PROBLEM DETAILS: Where a line of the entries holds the string "oneshot", copy that line.

RECORDS FOR PROCESSING:
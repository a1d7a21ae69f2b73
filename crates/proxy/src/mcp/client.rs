//! MCP Client for backend connections
//!
//! Correlates JSON-RPC requests and responses over any [`Transport`]. One
//! reader task per client drains the transport and hands each response to
//! the caller waiting on its id. Backend notifications go to an optional
//! [`NotificationSink`].

use std::collections::HashMap;
use std::sync::atomic::{AtomicI64, Ordering};
use std::sync::{Arc, Mutex};
use std::time::Duration;

use serde_json::{json, Value};
use tokio::sync::{broadcast, oneshot};

use super::error::{TransportError, TransportResult};
use super::types::*;
use crate::transport::Transport;

type Pending = Arc<Mutex<HashMap<JsonRpcId, oneshot::Sender<Value>>>>;

/// A notification a backend sent on its own
#[derive(Debug, Clone)]
pub struct BackendNotification {
    pub server_name: String,
    pub message: Value,
}

pub type NotificationSink = broadcast::Sender<BackendNotification>;

/// MCP client bound to one backend transport
pub struct McpClient {
    server_name: String,
    transport: Arc<dyn Transport>,
    pending: Pending,
    next_id: AtomicI64,
    request_timeout: Duration,
}

impl McpClient {
    /// Wrap a started transport and begin reading from it
    pub fn new(
        server_name: impl Into<String>,
        transport: Arc<dyn Transport>,
        request_timeout: Duration,
    ) -> Self {
        Self::with_notifications(server_name, transport, request_timeout, None)
    }

    /// Like [`new`](Self::new), publishing backend notifications to `sink`
    pub fn with_notifications(
        server_name: impl Into<String>,
        transport: Arc<dyn Transport>,
        request_timeout: Duration,
        sink: Option<NotificationSink>,
    ) -> Self {
        let server_name = server_name.into();
        let pending: Pending = Arc::new(Mutex::new(HashMap::new()));

        tokio::spawn(read_loop(
            server_name.clone(),
            transport.clone(),
            pending.clone(),
            sink,
        ));

        Self {
            server_name,
            transport,
            pending,
            next_id: AtomicI64::new(1),
            request_timeout,
        }
    }

    pub fn server_name(&self) -> &str {
        &self.server_name
    }

    pub fn is_closed(&self) -> bool {
        self.transport.is_closed()
    }

    /// Send a request and wait for the raw response message.
    ///
    /// JSON-RPC error responses are returned as-is; only transport failures
    /// and timeouts are errors.
    pub async fn request(&self, method: &str, params: Option<Value>) -> TransportResult<Value> {
        let id = JsonRpcId::Number(self.next_id.fetch_add(1, Ordering::Relaxed));
        let (tx, rx) = oneshot::channel();
        if let Ok(mut pending) = self.pending.lock() {
            pending.insert(id.clone(), tx);
        }

        let request = JsonRpcRequest::new(id.clone(), method, params);
        if let Err(e) = self.transport.send(serde_json::to_value(&request)?).await {
            self.forget(&id);
            return Err(e);
        }

        match tokio::time::timeout(self.request_timeout, rx).await {
            Ok(Ok(response)) => Ok(response),
            Ok(Err(_)) => Err(TransportError::Closed),
            Err(_) => {
                self.forget(&id);
                tracing::warn!(server = %self.server_name, method = %method, "Request timed out");
                Err(TransportError::Timeout {
                    operation: "awaiting backend response",
                    after: self.request_timeout,
                })
            }
        }
    }

    pub async fn notify(&self, method: &str, params: Option<Value>) -> TransportResult<()> {
        let notification = JsonRpcRequest::notification(method, params);
        self.transport.send(serde_json::to_value(&notification)?).await
    }

    /// Run the initialize handshake
    pub async fn initialize(&self) -> TransportResult<InitializeResult> {
        let params = InitializeParams {
            protocol_version: PROTOCOL_VERSION.to_string(),
            capabilities: json!({}),
            client_info: Implementation::this_proxy(),
        };
        let response = self
            .request("initialize", Some(serde_json::to_value(&params)?))
            .await?;

        if let Some(error) = response.get("error") {
            return Err(TransportError::ConnectionSetup(format!(
                "{} rejected initialize: {}",
                self.server_name, error
            )));
        }
        let result: InitializeResult = serde_json::from_value(
            response.get("result").cloned().unwrap_or(Value::Null),
        )?;

        self.notify("notifications/initialized", None).await?;

        tracing::debug!(
            server = %self.server_name,
            protocol_version = %result.protocol_version,
            backend = %result.server_info.name,
            "Backend initialized"
        );
        Ok(result)
    }

    pub async fn close(&self) {
        self.transport.close().await;
    }

    fn forget(&self, id: &JsonRpcId) {
        if let Ok(mut pending) = self.pending.lock() {
            pending.remove(id);
        }
    }
}

async fn read_loop(
    server_name: String,
    transport: Arc<dyn Transport>,
    pending: Pending,
    sink: Option<NotificationSink>,
) {
    while let Some(message) = transport.recv().await {
        match MessageKind::of(&message) {
            MessageKind::Response => {
                let waiter = JsonRpcId::from_message(&message)
                    .and_then(|id| pending.lock().ok().and_then(|mut p| p.remove(&id)));
                match waiter {
                    Some(tx) => {
                        if tx.send(message).is_err() {
                            tracing::debug!(server = %server_name, "Caller gave up before the response");
                        }
                    }
                    None => {
                        tracing::debug!(server = %server_name, "Dropping response with no waiter");
                    }
                }
            }
            MessageKind::Request => {
                // Backends may ping; anything else is not offered by the proxy
                let reply = if method_of(&message) == Some("ping") {
                    JsonRpcResponse::success(JsonRpcId::from_message(&message), json!({}))
                        .into_value()
                } else {
                    error_reply(
                        &message,
                        JsonRpcError::method_not_found(method_of(&message).unwrap_or("")),
                    )
                };
                if let Err(e) = transport.send(reply).await {
                    tracing::debug!(server = %server_name, error = %e, "Failed to answer backend request");
                }
            }
            MessageKind::Notification => {
                tracing::trace!(
                    server = %server_name,
                    method = ?method_of(&message),
                    "Backend notification"
                );
                if let Some(sink) = &sink {
                    let notification = BackendNotification {
                        server_name: server_name.clone(),
                        message,
                    };
                    if sink.send(notification).is_err() {
                        tracing::trace!(server = %server_name, "No notification listeners");
                    }
                }
            }
            MessageKind::Invalid => {
                tracing::warn!(server = %server_name, "Ignoring malformed message from backend");
            }
        }
    }

    // Dropping the senders wakes every waiter with a closed error
    if let Ok(mut pending) = pending.lock() {
        pending.clear();
    }
    tracing::debug!(server = %server_name, "Backend reader exiting");
}

#[cfg(test)]
#[allow(clippy::unwrap_used)]
mod tests {
    use super::*;
    use crate::transport::ChannelTransport;

    /// Minimal backend answering initialize and echoing tool calls
    fn spawn_backend(server: Arc<ChannelTransport>) {
        tokio::spawn(async move {
            while let Some(message) = server.recv().await {
                let Some(method) = method_of(&message).map(str::to_string) else {
                    continue;
                };
                let id = JsonRpcId::from_message(&message);
                if id.is_none() {
                    continue;
                }
                let reply = match method.as_str() {
                    "initialize" => JsonRpcResponse::success(
                        id,
                        json!({
                            "protocolVersion": PROTOCOL_VERSION,
                            "capabilities": {"tools": {}},
                            "serverInfo": {"name": "fake", "version": "0.0.1"}
                        }),
                    ),
                    "slow" => continue,
                    _ => JsonRpcResponse::success(id, json!({"echo": message["params"].clone()})),
                };
                server.send(reply.into_value()).await.unwrap();
            }
        });
    }

    #[tokio::test]
    async fn test_initialize_and_request() {
        let (client_side, server_side) = ChannelTransport::pair();
        spawn_backend(server_side);

        let client = McpClient::new("fake", client_side, Duration::from_secs(5));
        let init = client.initialize().await.unwrap();
        assert_eq!(init.server_info.name, "fake");

        let response = client
            .request("tools/call", Some(json!({"name": "search"})))
            .await
            .unwrap();
        assert_eq!(response["result"]["echo"]["name"], "search");
    }

    #[tokio::test]
    async fn test_concurrent_requests_are_correlated() {
        let (client_side, server_side) = ChannelTransport::pair();
        spawn_backend(server_side);
        let client = Arc::new(McpClient::new("fake", client_side, Duration::from_secs(5)));

        let calls = (0..10).map(|i| {
            let client = client.clone();
            async move {
                client
                    .request("echo", Some(json!({"n": i})))
                    .await
                    .unwrap()
            }
        });
        let responses = futures::future::join_all(calls).await;

        for (i, response) in responses.iter().enumerate() {
            assert_eq!(response["result"]["echo"]["n"], i);
        }
    }

    #[tokio::test]
    async fn test_notifications_reach_sink() {
        let (client_side, server_side) = ChannelTransport::pair();
        let (sink, mut notifications) = broadcast::channel(8);
        let _client = McpClient::with_notifications(
            "fake",
            client_side,
            Duration::from_secs(5),
            Some(sink),
        );

        server_side
            .send(json!({"jsonrpc": "2.0", "method": "notifications/tools/list_changed"}))
            .await
            .unwrap();

        let notification = notifications.recv().await.unwrap();
        assert_eq!(notification.server_name, "fake");
        assert_eq!(notification.message["method"], "notifications/tools/list_changed");
    }

    #[tokio::test]
    async fn test_timeout_and_close() {
        let (client_side, server_side) = ChannelTransport::pair();
        spawn_backend(server_side.clone());
        let client = McpClient::new("fake", client_side, Duration::from_millis(100));

        let err = client.request("slow", None).await.err().unwrap();
        assert!(err.is_transient());

        server_side.close().await;
        assert!(client.is_closed());
        let err = client.request("echo", None).await.err().unwrap();
        assert!(matches!(err, TransportError::Closed));
    }
}
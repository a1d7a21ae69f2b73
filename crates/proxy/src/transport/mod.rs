//! Message transports
//!
//! A transport is a bidirectional channel of JSON-RPC messages to one peer:
//! a spawned MCP server process, a remote SSE or streamable-HTTP endpoint, or
//! an in-process channel standing in for a client.
//!
//! ```text
//! Client --(ChannelTransport)--> pool relay --(Stdio/Sse/StreamableHttp)--> Backend
//! ```

pub mod env;
pub mod executable;
pub mod factory;
pub mod headers;
pub mod shell;
pub mod sse;
pub mod stdio;
pub mod streamable_http;

use std::fmt;
use std::sync::Arc;

use async_trait::async_trait;
use serde_json::Value;
use tokio::sync::{mpsc, Mutex};
use tokio_util::sync::CancellationToken;

use crate::mcp::error::{TransportError, TransportResult};

pub use factory::{
    ArgList, FactorySettings, NamespaceConnector, TransportConnector, TransportFactory,
    TransportRequest,
};
pub use headers::{SseHeaders, StreamableHttpHeaders};

/// Buffered inbound messages per transport
pub(crate) const INBOUND_BUFFER: usize = 256;

/// Kind of peer a transport talks to
#[derive(Debug, Clone, Copy, PartialEq, Eq)]
pub enum TransportKind {
    Stdio,
    Sse,
    StreamableHttp,
    Channel,
}

impl fmt::Display for TransportKind {
    fn fmt(&self, f: &mut fmt::Formatter<'_>) -> fmt::Result {
        let name = match self {
            TransportKind::Stdio => "stdio",
            TransportKind::Sse => "sse",
            TransportKind::StreamableHttp => "streamable-http",
            TransportKind::Channel => "channel",
        };
        f.write_str(name)
    }
}

/// Bidirectional JSON-RPC message channel
#[async_trait]
pub trait Transport: Send + Sync {
    /// Deliver one message to the peer
    async fn send(&self, message: Value) -> TransportResult<()>;

    /// Next message from the peer; `None` once the transport is closed
    async fn recv(&self) -> Option<Value>;

    /// Release the underlying resources. Idempotent.
    async fn close(&self);

    fn is_closed(&self) -> bool;

    fn kind(&self) -> TransportKind;
}

/// Inbound half shared by every transport implementation
pub(crate) struct Inbox {
    rx: Mutex<mpsc::Receiver<Value>>,
    closed: CancellationToken,
}

impl Inbox {
    pub(crate) fn new(closed: CancellationToken) -> (mpsc::Sender<Value>, Self) {
        let (tx, rx) = mpsc::channel(INBOUND_BUFFER);
        (
            tx,
            Self {
                rx: Mutex::new(rx),
                closed,
            },
        )
    }

    /// Buffered messages drain before the close is observed
    pub(crate) async fn recv(&self) -> Option<Value> {
        let mut rx = self.rx.lock().await;
        tokio::select! {
            biased;
            message = rx.recv() => message,
            _ = self.closed.cancelled() => rx.try_recv().ok(),
        }
    }
}

/// One end of an in-memory transport pair
///
/// Closing either end closes both.
pub struct ChannelTransport {
    outbound: mpsc::Sender<Value>,
    inbox: Inbox,
    closed: CancellationToken,
}

impl ChannelTransport {
    /// Create two connected ends
    pub fn pair() -> (Arc<ChannelTransport>, Arc<ChannelTransport>) {
        let closed = CancellationToken::new();
        let (to_b, inbox_b) = Inbox::new(closed.clone());
        let (to_a, inbox_a) = Inbox::new(closed.clone());

        let a = ChannelTransport {
            outbound: to_b,
            inbox: inbox_a,
            closed: closed.clone(),
        };
        let b = ChannelTransport {
            outbound: to_a,
            inbox: inbox_b,
            closed,
        };
        (Arc::new(a), Arc::new(b))
    }
}

#[async_trait]
impl Transport for ChannelTransport {
    async fn send(&self, message: Value) -> TransportResult<()> {
        if self.closed.is_cancelled() {
            return Err(TransportError::Closed);
        }
        tokio::select! {
            result = self.outbound.send(message) => result.map_err(|_| TransportError::Closed),
            _ = self.closed.cancelled() => Err(TransportError::Closed),
        }
    }

    async fn recv(&self) -> Option<Value> {
        self.inbox.recv().await
    }

    async fn close(&self) {
        self.closed.cancel();
    }

    fn is_closed(&self) -> bool {
        self.closed.is_cancelled()
    }

    fn kind(&self) -> TransportKind {
        TransportKind::Channel
    }
}

#[cfg(test)]
#[allow(clippy::unwrap_used)]
mod tests {
    use super::*;
    use serde_json::json;

    #[tokio::test]
    async fn test_channel_pair_delivers_in_order() {
        let (a, b) = ChannelTransport::pair();

        a.send(json!({"n": 1})).await.unwrap();
        a.send(json!({"n": 2})).await.unwrap();
        b.send(json!({"n": 3})).await.unwrap();

        assert_eq!(b.recv().await.unwrap()["n"], 1);
        assert_eq!(b.recv().await.unwrap()["n"], 2);
        assert_eq!(a.recv().await.unwrap()["n"], 3);
    }

    #[tokio::test]
    async fn test_closing_one_end_closes_both() {
        let (a, b) = ChannelTransport::pair();
        a.send(json!({"pending": true})).await.unwrap();

        b.close().await;

        assert!(a.is_closed());
        assert!(matches!(a.send(json!({})).await, Err(TransportError::Closed)));
        // Already buffered messages are still delivered
        assert_eq!(b.recv().await.unwrap()["pending"], true);
        assert!(b.recv().await.is_none());
        assert!(a.recv().await.is_none());
    }
}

EXERCISE OUTPUT:
use tokio::sync::{broadcast, oneshot};
type Pending = Arc<Mutex<HashMap<JsonRpcId, oneshot::Sender<Value>>>>;
        let (tx, rx) = oneshot::channel();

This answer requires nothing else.